── Input data

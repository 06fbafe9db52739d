pub mod api;
pub mod components;
pub mod response;
pub mod verify;
use async_trait::async_trait;

use crate::commands::guard::{self, ADMIN_ONLY, GUILD_ONLY, OWNER_ONLY};
use crate::commands::registry::{Command, Execute, Leaf, SubcommandGroup};
use crate::db::images::ImageKind;
use crate::db::settings::Settings;
use crate::discord::response::Reply;
use crate::error::Result;
use crate::state::BotState;
use crate::types::discord::{CommandOption, Interaction, OptionType};

const MAX_COOLDOWN_SECS: i64 = 7 * 24 * 60 * 60;

pub fn command() -> Command {
    Command::group(
        "config",
        "Configure the app settings",
        vec![
            Leaf::new("mod", "Set the image moderator role", ModRole).option(CommandOption::new(
                OptionType::Role,
                "role",
                "Role to be set as image moderator",
            )),
            Leaf::new("cooldown", "Set the submission cooldown", Cooldown).option(
                CommandOption::new(OptionType::Integer, "seconds", "Seconds between submissions, 0 disables it")
                    .range(Some(0), Some(MAX_COOLDOWN_SECS)),
            ),
        ],
        vec![
            SubcommandGroup::new(
                "channel",
                "Configure the app channels",
                vec![
                    Leaf::new("pillow", "Set the pillow channel", Channel(ImageKind::Pillow)).option(
                        CommandOption::new(OptionType::Channel, "channel", "Channel to be set as pillow channel"),
                    ),
                    Leaf::new("photo", "Set the photo channel", Channel(ImageKind::Photo)).option(
                        CommandOption::new(OptionType::Channel, "channel", "Channel to be set as photo channel"),
                    ),
                ],
            ),
            SubcommandGroup::new(
                "global",
                "Configure the global settings",
                vec![
                    Leaf::new("whitelist", "Set the global whitelist", Whitelist)
                        .option(CommandOption::new(OptionType::String, "guild", "Guild ID to be whitelisted"))
                        .option(CommandOption::new(
                            OptionType::String,
                            "name",
                            "Name of the guild to be whitelisted",
                        ))
                        .option(CommandOption::new(OptionType::Boolean, "toggle", "Toggle the whitelist")),
                ],
            ),
        ],
    )
}

/// Admin in a guild, or a reply explaining why not.
fn admin_guild<'a>(state: &BotState, interaction: &'a Interaction) -> std::result::Result<&'a str, Reply> {
    if !guard::is_admin(state, interaction) {
        return Err(Reply::ephemeral(ADMIN_ONLY));
    }
    interaction
        .guild_id
        .as_deref()
        .ok_or_else(|| Reply::ephemeral(GUILD_ONLY))
}

pub struct ModRole;

#[async_trait]
impl Execute for ModRole {
    async fn execute(&self, state: &BotState, interaction: &Interaction) -> Result<Reply> {
        let guild_id = match admin_guild(state, interaction) {
            Ok(id) => id,
            Err(reply) => return Ok(reply),
        };

        if interaction.leaf_options().is_empty() {
            let settings = Settings::load_or_default(state.stores.settings.as_ref(), guild_id).await?;
            return Ok(match settings.mod_role_id {
                Some(role) => Reply::ephemeral(format!("Current mod role: <@&{role}>")),
                None => Reply::ephemeral("No mod role set"),
            });
        }

        let Some(role) = interaction.option_str("role") else {
            return Ok(Reply::ephemeral("Invalid role provided"));
        };
        let patch = Settings {
            mod_role_id: Some(role.to_string()),
            ..Default::default()
        };
        Settings::patch(state.stores.settings.as_ref(), guild_id, patch).await?;
        Ok(Reply::ephemeral("Mod role set successfully"))
    }
}

pub struct Cooldown;

#[async_trait]
impl Execute for Cooldown {
    async fn execute(&self, state: &BotState, interaction: &Interaction) -> Result<Reply> {
        let guild_id = match admin_guild(state, interaction) {
            Ok(id) => id,
            Err(reply) => return Ok(reply),
        };

        if interaction.leaf_options().is_empty() {
            let settings = Settings::load_or_default(state.stores.settings.as_ref(), guild_id).await?;
            return Ok(match settings.cooldown_secs() {
                Some(secs) => Reply::ephemeral(format!("Current cooldown: {secs} seconds")),
                None => Reply::ephemeral("No cooldown set"),
            });
        }

        let Some(secs) = interaction
            .option_i64("seconds")
            .filter(|s| (0..=MAX_COOLDOWN_SECS).contains(s))
        else {
            return Ok(Reply::ephemeral("Invalid cooldown provided"));
        };
        let patch = Settings {
            cooldown: Some(secs as u64),
            ..Default::default()
        };
        Settings::patch(state.stores.settings.as_ref(), guild_id, patch).await?;
        Ok(match secs {
            0 => Reply::ephemeral("Cooldown cleared"),
            n => Reply::ephemeral(format!("Cooldown set to {n} seconds")),
        })
    }
}

pub struct Channel(ImageKind);

#[async_trait]
impl Execute for Channel {
    async fn execute(&self, state: &BotState, interaction: &Interaction) -> Result<Reply> {
        let guild_id = match admin_guild(state, interaction) {
            Ok(id) => id,
            Err(reply) => return Ok(reply),
        };
        let kind = self.0;

        if interaction.leaf_options().is_empty() {
            let settings = Settings::load_or_default(state.stores.settings.as_ref(), guild_id).await?;
            let current = match kind {
                ImageKind::Pillow => settings.pillow_channel_id,
                ImageKind::Photo => settings.photo_channel_id,
            };
            return Ok(match current {
                Some(channel) => Reply::ephemeral(format!("Current {kind} channel: <#{channel}>")),
                None => Reply::ephemeral(format!("No {kind} channel set")),
            });
        }

        let Some(channel) = interaction.option_str("channel") else {
            return Ok(Reply::ephemeral("Invalid channel provided"));
        };
        let mut patch = Settings::default();
        match kind {
            ImageKind::Pillow => patch.pillow_channel_id = Some(channel.to_string()),
            ImageKind::Photo => patch.photo_channel_id = Some(channel.to_string()),
        }
        Settings::patch(state.stores.settings.as_ref(), guild_id, patch).await?;
        Ok(Reply::ephemeral(match kind {
            ImageKind::Pillow => "Pillow channel set successfully",
            ImageKind::Photo => "Photo channel set successfully",
        }))
    }
}

pub struct Whitelist;

#[async_trait]
impl Execute for Whitelist {
    async fn execute(&self, state: &BotState, interaction: &Interaction) -> Result<Reply> {
        if !guard::is_owner(state, interaction) {
            return Ok(Reply::ephemeral(OWNER_ONLY));
        }

        if interaction.leaf_options().is_empty() {
            let kv = state.stores.settings.as_ref();
            let mut lines = Vec::new();
            for guild_id in kv.list_keys(None).await? {
                if let Some(name) = Settings::load(kv, &guild_id).await?.and_then(|s| s.name) {
                    lines.push(format!("{guild_id}: {name}"));
                }
            }
            if lines.is_empty() {
                return Ok(Reply::ephemeral("No whitelist set"));
            }
            return Ok(Reply::ephemeral(format!("Current whitelist: ```\n{}```", lines.join("\n"))));
        }

        let Some(guild_id) = interaction.option_str("guild").map(str::to_string) else {
            return Ok(Reply::ephemeral("Invalid options provided"));
        };

        if interaction.option_bool("toggle") == Some(false) {
            tracing::info!(guild = %guild_id, "removing guild from whitelist");
            state.stores.settings.delete(&guild_id).await?;
            return Ok(Reply::ephemeral("Whitelist removed successfully"));
        }

        let Some(name) = interaction.option_str("name").map(str::to_string) else {
            return Ok(Reply::ephemeral("Invalid name provided"));
        };

        tracing::info!(guild = %guild_id, name = %name, "whitelisting guild");
        let background = state.clone();
        state.background.spawn("whitelist", async move {
            let patch = Settings {
                name: Some(name),
                ..Default::default()
            };
            Settings::patch(background.stores.settings.as_ref(), &guild_id, patch).await?;
            Ok(())
        });
        Ok(Reply::ephemeral("Whitelist set successfully"))
    }
}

────

• [Problem requirements]
Set down the material above exactly, in full.

• [Task answer]
repository 06fbafe9db52739d
pub mod api;
pub mod components;
pub mod response;
pub mod verify;
use async_trait::async_trait;

use crate::commands::guard::{self, ADMIN_ONLY, GUILD_ONLY, OWNER_ONLY};
use crate::commands::registry::{Command, Execute, Leaf, SubcommandGroup};
use crate::db::images::ImageKind;
use crate::db::settings::Settings;
use crate::discord::response::Reply;
use crate::error::Result;
use crate::state::BotState;
use crate::types::discord::{CommandOption, Interaction, OptionType};

const MAX_COOLDOWN_SECS: i64 = 7 * 24 * 60 * 60;

pub fn command() -> Command {
    Command::group(
        "config",
        "Configure the app settings",
        vec![
            Leaf::new("mod", "Set the image moderator role", ModRole).option(CommandOption::new(
                OptionType::Role,
                "role",
                "Role to be set as image moderator",
            )),
            Leaf::new("cooldown", "Set the submission cooldown", Cooldown).option(
                CommandOption::new(OptionType::Integer, "seconds", "Seconds between submissions, 0 disables it")
                    .range(Some(0), Some(MAX_COOLDOWN_SECS)),
            ),
        ],
        vec![
            SubcommandGroup::new(
                "channel",
                "Configure the app channels",
                vec![
                    Leaf::new("pillow", "Set the pillow channel", Channel(ImageKind::Pillow)).option(
                        CommandOption::new(OptionType::Channel, "channel", "Channel to be set as pillow channel"),
                    ),
                    Leaf::new("photo", "Set the photo channel", Channel(ImageKind::Photo)).option(
                        CommandOption::new(OptionType::Channel, "channel", "Channel to be set as photo channel"),
                    ),
                ],
            ),
            SubcommandGroup::new(
                "global",
                "Configure the global settings",
                vec![
                    Leaf::new("whitelist", "Set the global whitelist", Whitelist)
                        .option(CommandOption::new(OptionType::String, "guild", "Guild ID to be whitelisted"))
                        .option(CommandOption::new(
                            OptionType::String,
                            "name",
                            "Name of the guild to be whitelisted",
                        ))
                        .option(CommandOption::new(OptionType::Boolean, "toggle", "Toggle the whitelist")),
                ],
            ),
        ],
    )
}

/// Admin in a guild, or a reply explaining why not.
fn admin_guild<'a>(state: &BotState, interaction: &'a Interaction) -> std::result::Result<&'a str, Reply> {
    if !guard::is_admin(state, interaction) {
        return Err(Reply::ephemeral(ADMIN_ONLY));
    }
    interaction
        .guild_id
        .as_deref()
        .ok_or_else(|| Reply::ephemeral(GUILD_ONLY))
}

pub struct ModRole;

#[async_trait]
impl Execute for ModRole {
    async fn execute(&self, state: &BotState, interaction: &Interaction) -> Result<Reply> {
        let guild_id = match admin_guild(state, interaction) {
            Ok(id) => id,
            Err(reply) => return Ok(reply),
        };

        if interaction.leaf_options().is_empty() {
            let settings = Settings::load_or_default(state.stores.settings.as_ref(), guild_id).await?;
            return Ok(match settings.mod_role_id {
                Some(role) => Reply::ephemeral(format!("Current mod role: <@&{role}>")),
                None => Reply::ephemeral("No mod role set"),
            });
        }

        let Some(role) = interaction.option_str("role") else {
            return Ok(Reply::ephemeral("Invalid role provided"));
        };
        let patch = Settings {
            mod_role_id: Some(role.to_string()),
            ..Default::default()
        };
        Settings::patch(state.stores.settings.as_ref(), guild_id, patch).await?;
        Ok(Reply::ephemeral("Mod role set successfully"))
    }
}

pub struct Cooldown;

#[async_trait]
impl Execute for Cooldown {
    async fn execute(&self, state: &BotState, interaction: &Interaction) -> Result<Reply> {
        let guild_id = match admin_guild(state, interaction) {
            Ok(id) => id,
            Err(reply) => return Ok(reply),
        };

        if interaction.leaf_options().is_empty() {
            let settings = Settings::load_or_default(state.stores.settings.as_ref(), guild_id).await?;
            return Ok(match settings.cooldown_secs() {
                Some(secs) => Reply::ephemeral(format!("Current cooldown: {secs} seconds")),
                None => Reply::ephemeral("No cooldown set"),
            });
        }

        let Some(secs) = interaction
            .option_i64("seconds")
            .filter(|s| (0..=MAX_COOLDOWN_SECS).contains(s))
        else {
            return Ok(Reply::ephemeral("Invalid cooldown provided"));
        };
        let patch = Settings {
            cooldown: Some(secs as u64),
            ..Default::default()
        };
        Settings::patch(state.stores.settings.as_ref(), guild_id, patch).await?;
        Ok(match secs {
            0 => Reply::ephemeral("Cooldown cleared"),
            n => Reply::ephemeral(format!("Cooldown set to {n} seconds")),
        })
    }
}

pub struct Channel(ImageKind);

#[async_trait]
impl Execute for Channel {
    async fn execute(&self, state: &BotState, interaction: &Interaction) -> Result<Reply> {
        let guild_id = match admin_guild(state, interaction) {
            Ok(id) => id,
            Err(reply) => return Ok(reply),
        };
        let kind = self.0;

        if interaction.leaf_options().is_empty() {
            let settings = Settings::load_or_default(state.stores.settings.as_ref(), guild_id).await?;
            let current = match kind {
                ImageKind::Pillow => settings.pillow_channel_id,
                ImageKind::Photo => settings.photo_channel_id,
            };
            return Ok(match current {
                Some(channel) => Reply::ephemeral(format!("Current {kind} channel: <#{channel}>")),
                None => Reply::ephemeral(format!("No {kind} channel set")),
            });
        }

        let Some(channel) = interaction.option_str("channel") else {
            return Ok(Reply::ephemeral("Invalid channel provided"));
        };
        let mut patch = Settings::default();
        match kind {
            ImageKind::Pillow => patch.pillow_channel_id = Some(channel.to_string()),
            ImageKind::Photo => patch.photo_channel_id = Some(channel.to_string()),
        }
        Settings::patch(state.stores.settings.as_ref(), guild_id, patch).await?;
        Ok(Reply::ephemeral(match kind {
            ImageKind::Pillow => "Pillow channel set successfully",
            ImageKind::Photo => "Photo channel set successfully",
        }))
    }
}

pub struct Whitelist;

#[async_trait]
impl Execute for Whitelist {
    async fn execute(&self, state: &BotState, interaction: &Interaction) -> Result<Reply> {
        if !guard::is_owner(state, interaction) {
            return Ok(Reply::ephemeral(OWNER_ONLY));
        }

        if interaction.leaf_options().is_empty() {
            let kv = state.stores.settings.as_ref();
            let mut lines = Vec::new();
            for guild_id in kv.list_keys(None).await? {
                if let Some(name) = Settings::load(kv, &guild_id).await?.and_then(|s| s.name) {
                    lines.push(format!("{guild_id}: {name}"));
                }
            }
            if lines.is_empty() {
                return Ok(Reply::ephemeral("No whitelist set"));
            }
            return Ok(Reply::ephemeral(format!("Current whitelist: ```\n{}```", lines.join("\n"))));
        }

        let Some(guild_id) = interaction.option_str("guild").map(str::to_string) else {
            return Ok(Reply::ephemeral("Invalid options provided"));
        };

        if interaction.option_bool("toggle") == Some(false) {
            tracing::info!(guild = %guild_id, "removing guild from whitelist");
            state.stores.settings.delete(&guild_id).await?;
            return Ok(Reply::ephemeral("Whitelist removed successfully"));
        }

        let Some(name) = interaction.option_str("name").map(str::to_string) else {
            return Ok(Reply::ephemeral("Invalid name provided"));
        };

        tracing::info!(guild = %guild_id, name = %name, "whitelisting guild");
        let background = state.clone();
        state.background.spawn("whitelist", async move {
            let patch = Settings {
                name: Some(name),
                ..Default::default()
            };
            Settings::patch(background.stores.settings.as_ref(), &guild_id, patch).await?;
            Ok(())
        });
        Ok(Reply::ephemeral("Whitelist set successfully"))
    }
}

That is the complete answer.